James McAvoy as Professor X: Going bald was a big deal

17 May 2016 / 5 months 1 week ago

Meher Tatna
The New Paper
May 16, 2016

After three X-Men movies, Scottish actor James McAvoy feels he has really grown into the part of X-Men leader Professor Charles Xavier.

He tells M at The Lanesborough hotel in London, to which he cycled for our interview: "I was nervous about presenting the original sort of vision of him because it's not what I signed up to do. I signed up to do something a little bit different with Charles.

"Now he's finally the Professor rather than just Charles. Now he has got to admit that he is the Professor."

A key plot point in X-Men: Apocalypse requires him to lose all his hair.

"It was a big deal because I didn't know if I would look good bald," he says with a laugh.
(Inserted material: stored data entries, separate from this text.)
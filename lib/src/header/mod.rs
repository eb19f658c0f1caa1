use getset::{CopyGetters, Getters};
use serde::{Deserialize, Serialize};

use crate::codec::{Decode, Encode, Reader};
use crate::config::CodecConfig;
use crate::error::{Error, ErrorKind, Result, ResultExt};
use crate::primitives::{BlockNumber, H256};

pub mod digest;
pub mod extension;
pub mod hash;
pub mod kate;

pub use digest::{Digest, DigestItem};
pub use extension::{HeaderExtension, V1HeaderExtension, VTHeaderExtension};
pub use kate::{DataLookup, DataLookupIndexItem, KateCommitment};

// -------------------------------------------------------------------------- //
// Header

/// Block header of a data availability chain.
///
/// The extrinsics root is a Kate commitment rather than a plain trie root,
/// and the header carries a versioned extension. Fields are read only; a
/// changed header is a new value.
#[derive(Debug, Clone, Default, PartialEq, Eq, Getters, CopyGetters, Serialize, Deserialize)]
#[serde(rename_all = "camelCase")]
pub struct Header {
    #[getset(get = "pub")]
    parent_hash: H256,
    #[getset(get_copy = "pub")]
    number: BlockNumber,
    #[getset(get = "pub")]
    state_root: H256,
    #[getset(get = "pub")]
    extrinsics_root: KateCommitment,
    #[getset(get = "pub")]
    digest: Digest,
    #[getset(get = "pub")]
    extension: HeaderExtension,
}

impl Header {
    pub fn new(
        parent_hash: H256,
        number: BlockNumber,
        state_root: H256,
        extrinsics_root: KateCommitment,
        digest: Digest,
        extension: HeaderExtension,
    ) -> Self {
        Header {
            parent_hash,
            number,
            state_root,
            extrinsics_root,
            digest,
            extension,
        }
    }

    /// Blake2b-256 of the binary encoding.
    pub fn hash(&self) -> H256 {
        hash::header_hash(self)
    }
}

impl Encode for Header {
    fn encode_to(&self, out: &mut Vec<u8>) {
        self.parent_hash.encode_to(out);
        self.number.encode_to(out);
        self.state_root.encode_to(out);
        self.extrinsics_root.encode_to(out);
        self.digest.encode_to(out);
        self.extension.encode_to(out);
    }

    fn encoded_len(&self) -> usize {
        self.parent_hash.encoded_len()
            + self.number.encoded_len()
            + self.state_root.encoded_len()
            + self.extrinsics_root.encoded_len()
            + self.digest.encoded_len()
            + self.extension.encoded_len()
    }
}

impl Decode for Header {
    fn decode(reader: &mut Reader<'_>) -> Result<Self> {
        let start = reader.position();
        let header = Header {
            parent_hash: H256::decode(reader).at("parentHash")?,
            number: BlockNumber::decode(reader).at("number")?,
            state_root: H256::decode(reader).at("stateRoot")?,
            extrinsics_root: KateCommitment::decode(reader).at("extrinsicsRoot")?,
            digest: Digest::decode(reader).at("digest")?,
            extension: HeaderExtension::decode(reader).at("extension")?,
        };
        log::trace!(
            "decoded header #{} ({} bytes)",
            header.number.0,
            reader.position() - start
        );
        Ok(header)
    }
}

// -------------------------------------------------------------------------- //
// Header Codec

/// Entry points for collaborators that receive headers from the transport.
///
/// Binary input is decoded with the configured sequence limit; trailing bytes
/// are reported to the caller unless the configuration rejects them.
#[derive(Debug, Clone, Default)]
pub struct HeaderCodec {
    config: CodecConfig,
}

impl HeaderCodec {
    pub fn new(config: CodecConfig) -> Self {
        HeaderCodec { config }
    }

    pub fn config(&self) -> &CodecConfig {
        &self.config
    }

    pub fn encode(&self, header: &Header) -> Vec<u8> {
        header.encode()
    }

    /// Decode a header from the front of `bytes`, returning the number of
    /// bytes consumed.
    pub fn decode(&self, bytes: &[u8]) -> Result<(Header, usize)> {
        let mut reader = Reader::with_config(bytes, &self.config);
        let header = Header::decode(&mut reader)
            .inspect_err(|e| log::debug!("header decode failed: {e}"))?;
        if self.config.reject_trailing_bytes {
            reader.finish()?;
        }
        Ok((header, reader.position()))
    }

    pub fn decode_hex(&self, text: &str) -> Result<(Header, usize)> {
        let bytes = hex::decode(crate::codec::strip_hex_prefix(text))
            .map_err(|e| Error::new(ErrorKind::InvalidHex(e.to_string())))?;
        self.decode(&bytes)
    }

    pub fn to_json(&self, header: &Header) -> Result<String> {
        crate::json::to_json(header)
    }

    /// The block number is the only numeric text field of a header, so
    /// numeric text errors are reported at `number`.
    pub fn from_json(&self, text: &str) -> Result<Header> {
        crate::json::from_json(text)
            .map_err(|e| match e.kind() {
                ErrorKind::InvalidNumericText(_) => e.at("number"),
                _ => e,
            })
            .inspect_err(|e| log::debug!("header json rejected: {e}"))
    }
}
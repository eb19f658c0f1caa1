use serde::Deserialize;

use crate::error::{Error, ErrorKind, Result};

/// Default upper bound for any length-prefixed sequence.
pub const DEFAULT_MAX_SEQUENCE_LEN: usize = 1 << 20;

/// Decoder settings for one chain release.
///
/// All fields are optional in the JSON form and fall back to the defaults
/// below.
#[derive(Debug, Clone, PartialEq, Eq, Deserialize)]
#[serde(default, rename_all = "camelCase", deny_unknown_fields)]
pub struct CodecConfig {
    /// Largest element count accepted from a compact length prefix.
    pub max_sequence_len: usize,

    /// Fail whole-value decodes that leave input unconsumed.
    pub reject_trailing_bytes: bool,
}

impl Default for CodecConfig {
    fn default() -> Self {
        CodecConfig {
            max_sequence_len: DEFAULT_MAX_SEQUENCE_LEN,
            reject_trailing_bytes: false,
        }
    }
}

impl CodecConfig {
    pub fn from_json(text: &str) -> Result<Self> {
        serde_json::from_str(text).map_err(|e| Error::new(ErrorKind::Json(e.to_string())))
    }

    pub fn strict() -> Self {
        CodecConfig {
            reject_trailing_bytes: true,
            ..CodecConfig::default()
        }
    }
}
"I always said I would like it to be a moment when he is passing through the crucible and he is not only being shorn of his hair, but being formed as the man he has become moving forward."

And that means mentoring the new mutants, among them Jean Grey (Sophie Turner), Cyclops (Tye Sheridan) and Nightcrawler (Kodi Smit-McPhee).

Says McAvoy, 37: "It was really interesting to see a whole bunch of new people come in because they are all having to deal with a very peculiar challenge, which is 'How do you play a superhero?... How do you take yourself and the story seriously when you are wearing spandex?'

"X-Men can sometimes take itself very seriously and there's a lot of deep emotional relationships that drive most of the storylines...

"But we were lucky because we have an exceptionally talented bunch of young people, some of whom are relatively inexperienced and yet carry themselves really well."

Now that the trilogy is complete, McAvoy will miss the family feeling on the set, especially bonding with co-stars Jennifer Lawrence and Michael Fassbender.

The father of a six-year-old boy says: "We have shared so much. For some of us, we watched people really grow up. Some go through the beginnings of fatherhood, going from playing boys and girls in ghettos to playing men and women.

"We have kind of grown together. So, yeah, there is a familiarity and a closeness there. And if we don't make any more movies, that is sad, but we have had an amazing time."